卡卡西Near2020/04/03 10:24:14

这是一种与当前接受的答案（https://stackoverflow.com/a/925630/95989）类似的解决方案，除了它HTMLParser直接使用内部类（即没有子类），从而使其简洁得多：

def strip_html（文字）：
    零件= []                                                                      
    解析器= HTMLParser（）                                                           
    parser.handle_data = parts.append                                               
    parser.feed（文本）                                                               
    返回''.join（parts）

梅2020/04/03 10:24:13

您可以编写自己的函数：

def StripTags(text):
     finished = 0
     while not finished:
         finished = 1
         start = text.find("<")
         if start >= 0:
             stop = text[start:].find(">")
             if stop >= 0:
                 text = text[:start] + text[start+stop+1:]
                 finished = 0
     return text

卡卡西Near2020/04/03 10:24:13

我已经成功地将Eloff的答案用于Python 3.1 [非常感谢！
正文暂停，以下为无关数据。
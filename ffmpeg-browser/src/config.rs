//! Engine configuration and override merging.

use crate::error::{Error, Result};
use serde::{Deserialize, Serialize};
use serde_json::{Map, Value};

/// Default mount point for origin-private persistent storage.
pub const DEFAULT_PERSISTENT_MOUNT: &str = "/user-files";

/// Default scratch directory for per-invocation temporary files.
pub const DEFAULT_SCRATCH_DIR: &str = "/temp";

/// Default fraction of initial memory above which usage is reported as high.
pub const DEFAULT_MEMORY_WARNING_RATIO: f64 = 0.85;

/// Configuration for one engine instance.
///
/// Keys the shim does not recognise are kept in [`passthrough`](Self::passthrough)
/// and handed to the engine factory untouched.
#[derive(Debug, Clone, PartialEq, Serialize, Deserialize)]
#[serde(default, rename_all = "camelCase")]
pub struct EngineConfig {
    /// Virtual path where persistent storage is mounted.
    pub persistent_mount: String,
    /// Virtual path of the scratch directory.
    pub scratch_dir: String,
    /// `argv[0]` used when the engine needs manual argv marshaling.
    pub program_name: String,
    /// High-water fraction for memory warnings.
    pub memory_warning_ratio: f64,
    /// Unrecognised keys forwarded to the engine factory.
    #[serde(flatten)]
    pub passthrough: Map<String, Value>,
}

impl Default for EngineConfig {
    fn default() -> Self {
        Self {
            persistent_mount: DEFAULT_PERSISTENT_MOUNT.to_string(),
            scratch_dir: DEFAULT_SCRATCH_DIR.to_string(),
            program_name: "ffmpeg".to_string(),
            memory_warning_ratio: DEFAULT_MEMORY_WARNING_RATIO,
            passthrough: Map::new(),
        }
    }
}

impl EngineConfig {
    /// Shallow-merge caller overrides into this configuration.
    ///
    /// Top-level keys in `overrides` replace the existing value. `null` means
    /// no overrides; any other non-object value is rejected.
    pub fn with_overrides(&self, overrides: &Value) -> Result<Self> {
        let patch = match overrides {
            Value::Null => return Ok(self.clone()),
            Value::Object(map) => map,
            other => {
                return Err(Error::Config(format!(
                    "overrides must be an object, got {}",
                    json_type_name(other)
                )))
            }
        };

        let mut merged = match serde_json::to_value(self)? {
            Value::Object(map) => map,
            _ => Map::new(),
        };
        for (key, value) in patch {
            merged.insert(key.clone(), value.clone());
        }

        let config: EngineConfig = serde_json::from_value(Value::Object(merged))?;
        config.validate()?;
        Ok(config)
    }

    /// Check that paths and thresholds are usable.
    pub fn validate(&self) -> Result<()> {
        for (name, path) in [
            ("persistentMount", &self.persistent_mount),
            ("scratchDir", &self.scratch_dir),
        ] {
            if !path.starts_with('/') {
                return Err(Error::Config(format!(
                    "{name} must be an absolute path, got '{path}'"
                )));
            }
        }
        if self.persistent_mount == self.scratch_dir {
            return Err(Error::Config(
                "persistentMount and scratchDir must differ".to_string(),
            ));
        }
        if !(self.memory_warning_ratio > 0.0 && self.memory_warning_ratio <= 1.0) {
            return Err(Error::Config(format!(
                "memoryWarningRatio must be in (0, 1], got {}",
                self.memory_warning_ratio
            )));
        }
        Ok(())
    }
}

fn json_type_name(value: &Value) -> &'static str {
    match value {
        Value::Null => "null",
        Value::Bool(_) => "boolean",
        Value::Number(_) => "number",
        Value::String(_) => "string",
        Value::Array(_) => "array",
        Value::Object(_) => "object",
    }
}
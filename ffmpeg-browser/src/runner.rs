//! Invocation runner: executes one argument list against a loaded engine.

use crate::engine::{CallResult, Engine, EngineException, EntryPointSupport, LineSink};
use crate::error::{Error, Result};
use crate::telemetry::Clock;
use regex::Regex;
use std::cell::RefCell;
use std::ops::{Deref, DerefMut};
use std::rc::Rc;
use std::sync::OnceLock;
use std::time::Duration;

/// Size of one argv pointer slot in wasm32 linear memory.
const POINTER_SIZE: usize = 4;

/// Calling convention used to run `main`, chosen once per loaded engine.
#[derive(Debug, Clone, Copy, PartialEq, Eq)]
pub enum EntryPoint {
    /// `callMain(args)`.
    CallMain,
    /// `arguments = args; run()`.
    SetArgumentsAndRun,
    /// `main(argc, argv)` with argv marshaled by hand.
    RawMain,
}

impl EntryPoint {
    /// Pick the preferred entry point the engine supports.
    pub fn select(support: EntryPointSupport) -> Result<Self> {
        if support.call_main {
            Ok(EntryPoint::CallMain)
        } else if support.set_arguments_and_run {
            Ok(EntryPoint::SetArgumentsAndRun)
        } else if support.raw_main {
            Ok(EntryPoint::RawMain)
        } else {
            Err(Error::EnvironmentDefect(
                "engine exposes no callMain, run or main entry point".to_string(),
            ))
        }
    }
}

/// Everything observed during one invocation.
#[derive(Debug, Clone, Default, PartialEq)]
pub struct InvocationResult {
    /// Lines written to stdout.
    pub stdout: Vec<String>,
    /// Lines written to stderr, plus the message of any unexpected exception.
    pub stderr: Vec<String>,
    /// 0 on success, -1 for unexpected exceptions, engine-defined otherwise.
    pub exit_code: i32,
    /// Time spent inside the engine call.
    pub duration: Duration,
    /// Output file contents, when one was read back.
    pub output: Option<Vec<u8>>,
}

impl InvocationResult {
    /// Whether the engine reported success.
    pub fn is_success(&self) -> bool {
        self.exit_code == 0
    }

    /// Duration in fractional milliseconds.
    pub fn duration_ms(&self) -> f64 {
        self.duration.as_secs_f64() * 1000.0
    }

    /// First digest printed by the engine's `md5` muxer (`MD5=<hex>`).
    pub fn md5_digest(&self) -> Option<String> {
        static PATTERN: OnceLock<Regex> = OnceLock::new();
        let pattern = PATTERN.get_or_init(|| {
            Regex::new(r"(?i)MD5=([0-9a-f]+)").expect("digest pattern is valid")
        });
        pattern
            .captures(&self.stdout.join("\n"))
            .map(|caps| caps[1].to_string())
    }

    /// Convert a failed invocation into an error.
    pub fn into_error(self) -> Error {
        Error::EngineExecution {
            exit_code: self.exit_code,
            stderr: self.stderr,
        }
    }
}

#[derive(Default)]
struct Captured {
    stdout: Vec<String>,
    stderr: Vec<String>,
}

/// Replaces the engine's print sinks for as long as it lives; the previous
/// sinks are reinstalled on drop, including during unwinding.
struct SinkCapture<'a, E: Engine> {
    engine: &'a mut E,
    previous: Option<E::Sinks>,
}

impl<'a, E: Engine> SinkCapture<'a, E> {
    fn install(engine: &'a mut E, captured: &Rc<RefCell<Captured>>) -> Self {
        let out = Rc::clone(captured);
        let err = Rc::clone(captured);
        let stdout: LineSink = Rc::new(move |line: &str| out.borrow_mut().stdout.push(line.to_string()));
        let stderr: LineSink = Rc::new(move |line: &str| err.borrow_mut().stderr.push(line.to_string()));
        let previous = engine.replace_sinks(stdout, stderr);
        Self {
            engine,
            previous: Some(previous),
        }
    }
}

impl<E: Engine> Deref for SinkCapture<'_, E> {
    type Target = E;

    fn deref(&self) -> &E {
        self.engine
    }
}

impl<E: Engine> DerefMut for SinkCapture<'_, E> {
    fn deref_mut(&mut self) -> &mut E {
        self.engine
    }
}

impl<E: Engine> Drop for SinkCapture<'_, E> {
    fn drop(&mut self) {
        if let Some(previous) = self.previous.take() {
            self.engine.restore_sinks(previous);
        }
    }
}

/// Runs argument lists through a fixed entry point.
#[derive(Debug, Clone)]
pub struct InvocationRunner {
    entry_point: EntryPoint,
    program_name: String,
}

impl InvocationRunner {
    /// Create a runner. `program_name` becomes `argv[0]` for raw calls.
    pub fn new(entry_point: EntryPoint, program_name: impl Into<String>) -> Self {
        Self {
            entry_point,
            program_name: program_name.into(),
        }
    }

    /// Entry point in use.
    pub fn entry_point(&self) -> EntryPoint {
        self.entry_point
    }

    /// Run one argument list.
    ///
    /// Engine-reported failures come back as a non-zero exit code with the
    /// captured stderr. Only a missing allocator for raw argv marshaling is
    /// an error.
    pub fn run<E: Engine>(
        &self,
        engine: &mut E,
        args: &[String],
        clock: &dyn Clock,
    ) -> Result<InvocationResult> {
        let captured = Rc::new(RefCell::new(Captured::default()));
        let (outcome, duration) = {
            let mut capture = SinkCapture::install(engine, &captured);
            let start = clock.now();
            let outcome = match self.entry_point {
                EntryPoint::CallMain => capture.call_main(args),
                EntryPoint::SetArgumentsAndRun => capture.run_with_arguments(args),
                EntryPoint::RawMain => self.call_raw_main(&mut *capture, args)?,
            };
            (outcome, clock.now().saturating_sub(start))
        };

        let Captured { stdout, mut stderr } = captured.take();
        let exit_code = match outcome {
            Ok(code) => code,
            Err(EngineException::Exit(status)) => status,
            Err(EngineException::Thrown(message)) => {
                stderr.push(message);
                -1
            }
        };

        tracing::debug!(
            exit_code,
            duration_ms = duration.as_secs_f64() * 1000.0,
            stderr_lines = stderr.len(),
            "Invocation finished"
        );

        Ok(InvocationResult {
            stdout,
            stderr,
            exit_code,
            duration,
            output: None,
        })
    }

    /// Marshal argv into linear memory and call `main`. Every allocation is
    /// released whether the call returns or throws.
    fn call_raw_main<E: Engine>(&self, engine: &mut E, args: &[String]) -> Result<CallResult> {
        let mut allocations = Vec::with_capacity(args.len() + 2);
        let outcome = self.marshal_and_call(engine, args, &mut allocations);
        for ptr in allocations {
            engine.free(ptr);
        }
        outcome
    }

    fn marshal_and_call<E: Engine>(
        &self,
        engine: &mut E,
        args: &[String],
        allocations: &mut Vec<u32>,
    ) -> Result<CallResult> {
        let argv: Vec<&str> = std::iter::once(self.program_name.as_str())
            .chain(args.iter().map(String::as_str))
            .collect();

        // argc slots plus a trailing null pointer.
        let argv_ptr = engine
            .malloc((argv.len() + 1) * POINTER_SIZE)
            .ok_or_else(|| Error::EnvironmentDefect("malloc unavailable for argv array".into()))?;
        allocations.push(argv_ptr);

        for (index, arg) in argv.iter().enumerate() {
            let capacity = arg.len() + 1;
            let ptr = engine
                .malloc(capacity)
                .ok_or_else(|| Error::EnvironmentDefect("malloc unavailable for argv".into()))?;
            allocations.push(ptr);
            engine.write_c_string(ptr, arg, capacity);
            engine.write_i32(slot(argv_ptr, index), ptr as i32);
        }
        engine.write_i32(slot(argv_ptr, argv.len()), 0);

        Ok(engine.raw_main(argv.len() as i32, argv_ptr))
    }
}

fn slot(base: u32, index: usize) -> u32 {
    base + (index * POINTER_SIZE) as u32
}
]。

我升级到Python 3.2.3，并遇到错误。

在此感谢响应者Thomas K 提供的解决方案是将super().__init__()以下代码插入：

def __init__(self):
    self.reset()
    self.fed = []

为了使它看起来像这样：

def __init__(self):
    super().__init__()
    self.reset()
    self.fed = []

...，它将适用于Python 3.2.3。

再次感谢Thomas K的修复以及上面提供的Eloff原始代码！

Gil伽罗小宇宙2020/04/03 10:24:13

您可以使用其他HTML解析器（如lxml或Beautiful Soup），该解析器提供仅提取文本的功能。或者，您可以在行字符串上运行正则表达式以去除标记。有关更多信息，请参见Python文档。

LGil2020/04/03 10:24:13

这是我对python 3的解决方案。

import html
import re

def html_to_txt(html_text):
    ## unescape html
    txt = html.unescape(html_text)
    tags = re.findall("<[^>]+>",txt)
    print("found tags: ")
    print(tags)
    for tag in tags:
        txt=txt.replace(tag,'')
    return txt

不知道它是否完美，但是解决了我的用例，看起来很简单。

Mandy2020/04/03 10:24:13

Beautiful Soup包会立即为您执行此操作。

from bs4 import BeautifulSoup

soup = BeautifulSoup(html)
text = soup.get_text()
print(text)

西门JinJin2020/04/03 10:24:13

如果要剥离所有HTML标记，我发现的最简单方法是使用BeautifulSoup：

from bs4 import BeautifulSoup  # Or from BeautifulSoup import BeautifulSoup

def stripHtmlTags(htmlTxt):
    if htmlTxt is None:
            return None
        else:
            return ''.join(BeautifulSoup(htmlTxt).findAll(text=True))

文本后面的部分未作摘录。